### WHAT THE TASK REQUIRES
For the records below, tally the lines that include the word "Disconnected" and give only the tally.

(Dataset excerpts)

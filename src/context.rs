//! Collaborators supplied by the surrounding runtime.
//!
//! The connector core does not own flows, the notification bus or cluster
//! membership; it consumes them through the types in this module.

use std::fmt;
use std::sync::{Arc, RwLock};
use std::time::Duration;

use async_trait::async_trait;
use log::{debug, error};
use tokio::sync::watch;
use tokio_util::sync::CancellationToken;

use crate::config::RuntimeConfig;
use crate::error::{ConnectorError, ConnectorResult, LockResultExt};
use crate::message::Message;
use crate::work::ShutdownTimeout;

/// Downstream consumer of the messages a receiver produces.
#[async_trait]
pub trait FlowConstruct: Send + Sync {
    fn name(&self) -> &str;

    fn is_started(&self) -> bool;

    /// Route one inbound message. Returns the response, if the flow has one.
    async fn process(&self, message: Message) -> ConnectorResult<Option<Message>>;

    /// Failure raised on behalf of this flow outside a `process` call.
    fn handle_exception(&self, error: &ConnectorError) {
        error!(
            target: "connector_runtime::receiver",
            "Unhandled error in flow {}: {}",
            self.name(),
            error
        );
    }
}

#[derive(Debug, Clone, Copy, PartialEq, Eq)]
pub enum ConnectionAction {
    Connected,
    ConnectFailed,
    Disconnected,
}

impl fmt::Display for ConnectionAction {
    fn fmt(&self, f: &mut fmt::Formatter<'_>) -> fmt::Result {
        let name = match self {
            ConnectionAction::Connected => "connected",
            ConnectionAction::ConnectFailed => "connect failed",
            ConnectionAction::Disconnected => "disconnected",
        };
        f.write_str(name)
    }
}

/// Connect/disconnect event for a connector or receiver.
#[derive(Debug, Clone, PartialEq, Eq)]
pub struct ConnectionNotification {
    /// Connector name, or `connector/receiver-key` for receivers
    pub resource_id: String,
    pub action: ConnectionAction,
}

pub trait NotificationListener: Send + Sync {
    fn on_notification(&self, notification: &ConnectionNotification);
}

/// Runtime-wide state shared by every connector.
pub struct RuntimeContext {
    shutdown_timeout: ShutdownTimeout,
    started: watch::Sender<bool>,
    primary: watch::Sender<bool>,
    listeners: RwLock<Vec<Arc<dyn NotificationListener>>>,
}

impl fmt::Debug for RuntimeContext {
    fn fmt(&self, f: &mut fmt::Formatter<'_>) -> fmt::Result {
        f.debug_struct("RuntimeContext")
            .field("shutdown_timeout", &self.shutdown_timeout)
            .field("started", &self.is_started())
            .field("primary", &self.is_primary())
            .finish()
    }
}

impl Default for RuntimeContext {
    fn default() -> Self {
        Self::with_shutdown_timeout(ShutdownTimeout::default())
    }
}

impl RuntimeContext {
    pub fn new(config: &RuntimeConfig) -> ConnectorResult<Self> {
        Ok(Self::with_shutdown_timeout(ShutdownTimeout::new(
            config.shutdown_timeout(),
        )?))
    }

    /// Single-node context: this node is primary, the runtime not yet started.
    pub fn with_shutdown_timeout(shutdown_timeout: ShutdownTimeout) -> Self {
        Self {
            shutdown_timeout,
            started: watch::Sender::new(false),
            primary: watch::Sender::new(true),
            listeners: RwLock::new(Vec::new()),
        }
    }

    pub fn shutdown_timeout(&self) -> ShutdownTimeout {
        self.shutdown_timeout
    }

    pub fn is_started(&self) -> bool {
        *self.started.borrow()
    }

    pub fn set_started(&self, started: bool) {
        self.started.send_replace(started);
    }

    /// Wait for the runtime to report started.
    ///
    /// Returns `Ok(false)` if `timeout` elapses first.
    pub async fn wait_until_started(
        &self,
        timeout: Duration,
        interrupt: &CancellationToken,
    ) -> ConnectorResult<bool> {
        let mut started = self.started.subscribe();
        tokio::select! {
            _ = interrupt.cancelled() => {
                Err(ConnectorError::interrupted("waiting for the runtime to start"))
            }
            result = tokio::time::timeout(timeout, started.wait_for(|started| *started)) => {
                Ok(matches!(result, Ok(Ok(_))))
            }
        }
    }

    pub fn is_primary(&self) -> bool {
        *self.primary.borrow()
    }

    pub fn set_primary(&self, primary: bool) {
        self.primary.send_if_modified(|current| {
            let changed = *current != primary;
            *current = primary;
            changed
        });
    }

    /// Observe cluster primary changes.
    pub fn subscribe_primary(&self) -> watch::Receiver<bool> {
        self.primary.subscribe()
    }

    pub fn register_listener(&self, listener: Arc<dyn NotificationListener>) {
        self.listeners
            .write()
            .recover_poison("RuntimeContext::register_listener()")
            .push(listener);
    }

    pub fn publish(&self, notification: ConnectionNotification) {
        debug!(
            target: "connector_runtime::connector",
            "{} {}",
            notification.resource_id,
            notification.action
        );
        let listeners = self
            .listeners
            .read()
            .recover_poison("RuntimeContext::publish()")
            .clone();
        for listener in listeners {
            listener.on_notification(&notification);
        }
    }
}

### TASK OUTPUT
2